The combination of the experience of the fight for the vote and the sharp class conflict which had engulfed Britain from 1910-14 had radicalised Sylvia’s politics, in a period known as the Great Unrest. As George Dangerfield says in his account of the period, The Strange Death of Liberal England, parliamentary democracy was experiencing ‘what looks very like nervous breakdown’. [7] A fearful Lloyd George described how ‘revolt was spreading like foot and mouth disease.’ However, as Sylvia’s ideas developed, so Christabel Pankhurst, who was by now living in Paris, became increasingly right wing in this period. She could no longer stand Sylvia’s association with left wingers and socialists. Sylvia was summoned to Paris and forced out of the WSPU.
Christabel and her mother dropped the fight for the vote to devote all their time to being avid supporters of the First World War, but Sylvia Pankhurst’s paper became a major anti-war publication. In Britain such a stand took great courage. Many other socialists kept their views quiet when faced with the First World War. By 1916 Sylvia had changed the name of the East London Federation of Suffragettes to the Workers’ Suffrage Federation, campaigning for ‘social and economic freedom for the people’. [8] But the event which had the greatest impact on Sylvia Pankhurst’s ideas was the Russian Revolution of 1917. She greeted the revolution with enthusiasm and this was reflected in her paper.
’Our eager hopes are for the speedy success of the Bolsheviks of Russia: may they open the door which leads to freedom for the people of all lands!’ she wrote in 1917. [9] In 1917 she again renamed the paper. Instead of the Woman’s Dreadnought it became the Workers’ Dreadnought. By 1918 Sylvia was promoting the idea of workers’ councils and she set up the People’s Russian Information Bureau.

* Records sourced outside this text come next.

use anyhow::{Context, Result};
use console::style;
use stackdeck_core::config;
use stackdeck_remote::HttpSink;
use stackdeck_ui::wizard::{self as prompts, Outcome};
use stackdeck_wizard::{FileSink, SelectMode, StackRecord, SubmissionSink, WizardSession};
use std::path::PathBuf;
use std::sync::Arc;

pub struct WizardParams {
    pub catalog: Option<PathBuf>,
    pub single: bool,
    pub edit: bool,
    pub submit_url: Option<String>,
}

pub async fn run(params: WizardParams) -> Result<()> {
    let catalog = Arc::new(super::load_catalog(params.catalog.as_deref())?);
    let mode = if params.single {
        SelectMode::Single
    } else {
        SelectMode::Multi
    };

    let mut session = if params.edit {
        start_from_stored(catalog, mode)?
    } else {
        WizardSession::new(catalog, mode)
    };

    let sink: Box<dyn SubmissionSink> = match params.submit_url.as_deref() {
        Some(url) => Box::new(HttpSink::new(url)?),
        None => Box::new(FileSink::default_location()?),
    };

    loop {
        if prompts::drive(&mut session)? == Outcome::Cancelled {
            println!("Wizard cancelled, nothing was submitted.");
            return Ok(());
        }

        let payload = session.begin_submit()?;
        loop {
            let pb = stackdeck_ui::spinner(&format!("Submitting to {}...", sink.describe()));
            let result = sink.submit(&payload).await;
            pb.finish_and_clear();
            match result {
                Ok(()) => {
                    session.finish_submit(true);
                    println!(
                        "{} {} application(s) submitted to {}",
                        style("Done.").green().bold(),
                        payload.selections.len(),
                        sink.describe()
                    );
                    return Ok(());
                }
                Err(e) => {
                    if prompts::confirm_retry(&e.to_string())? {
                        continue;
                    }
                    // Back to the summary with the selection intact.
                    session.finish_submit(false);
                    break;
                }
            }
        }
    }
}

fn start_from_stored(catalog: Arc<stackdeck_wizard::Catalog>, mode: SelectMode) -> Result<WizardSession> {
    let path = config::stack_path()?;
    let record = StackRecord::load(&path).context("reading stored stack")?;
    let Some(record) = record else {
        println!("No stored stack found, starting from scratch.");
        return Ok(WizardSession::new(catalog, mode));
    };

    let tokens = record.selections();
    let (session, skipped) = WizardSession::hydrate(catalog, mode, Some(&record.community), tokens.as_slice());
    for entry in &skipped {
        println!(
            "{} skipped '{}': {}",
            style("!").yellow().bold(),
            entry.token,
            entry.reason
        );
    }
    println!(
        "Loaded {} application(s) from {}",
        session.selection().apps.len(),
        path.display()
    );
    Ok(session)
}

Her efforts made available in Britain the writings of Russian revolutionaries like Lenin, Trotsky and Kollontai, as well as work by the German socialist Clara Zetkin. In 1919 Sylvia was actively working within the ‘Hands Off Russia’ campaign to stop the blockade of revolutionary Russia by Allied troops.
She clearly understood the impact of the revolution on politics in Britain. Here she explains how that revolutionary wave was key in women winning the vote after the First World War: ‘It is interesting to observe that the legal barriers to women’s participation in Parliament and its elections were not removed until the movement to abolish Parliament altogether had received the strong encouragement of witnessing the overthrow of Parliamentary Government in Russia and the setting up of Soviets.’ [10] There is no doubt Sylvia was an important figure in the socialist movement in Britain. She played a part in the negotiations of 1919-20 to form a Communist Party in this country.
To explain Sylvia’s ideas during this period it is necessary to say something about the nature of the left in Britain. The main socialist organisations included sections of the ILP, the British Socialist Party, the Socialist Labour Party and the Scottish Shop Stewards Movement. All the small Marxist organisations in Britain at this time, with their long history of sectarianism, spent months arguing about fusing to become a Communist Party – along the lines of the Bolshevik Party in Russia. The unity negotiations foundered. Sylvia was not alone when she refused to agree with Lenin’s argument that the new Communist Party should apply for affiliation to the Labour Party. However, unlike today, the Labour Party was then made up of different affiliated groups and organisations.
Although on the surface a great gulf separated the politics and practice of the likes of Willie Gallacher of the Scottish Shop Stewards Movement and Sylvia Pankhurst, both reached the same conclusions on the question of the Labour Party.
Today her rejection of reformism can look very impressive. She argued, ‘The real work for the Socialist revolution must be done outside Parliament’, [11] and wrote in her paper:
The tide of Socialism, bringing all power to the workers, is sweeping over Europe and waves of Socialist thought, of working class longing, are rising to meet it in this country. Webb and those who are holding the reins of power in the Labour Party shrink from it, fearfully trembling. Unconscious lackeys of the capitalist system, instinctively they fear that system’s fall. Is there no spirit in their souls to answer to the call of Socialist fraternity? It seems not. [12]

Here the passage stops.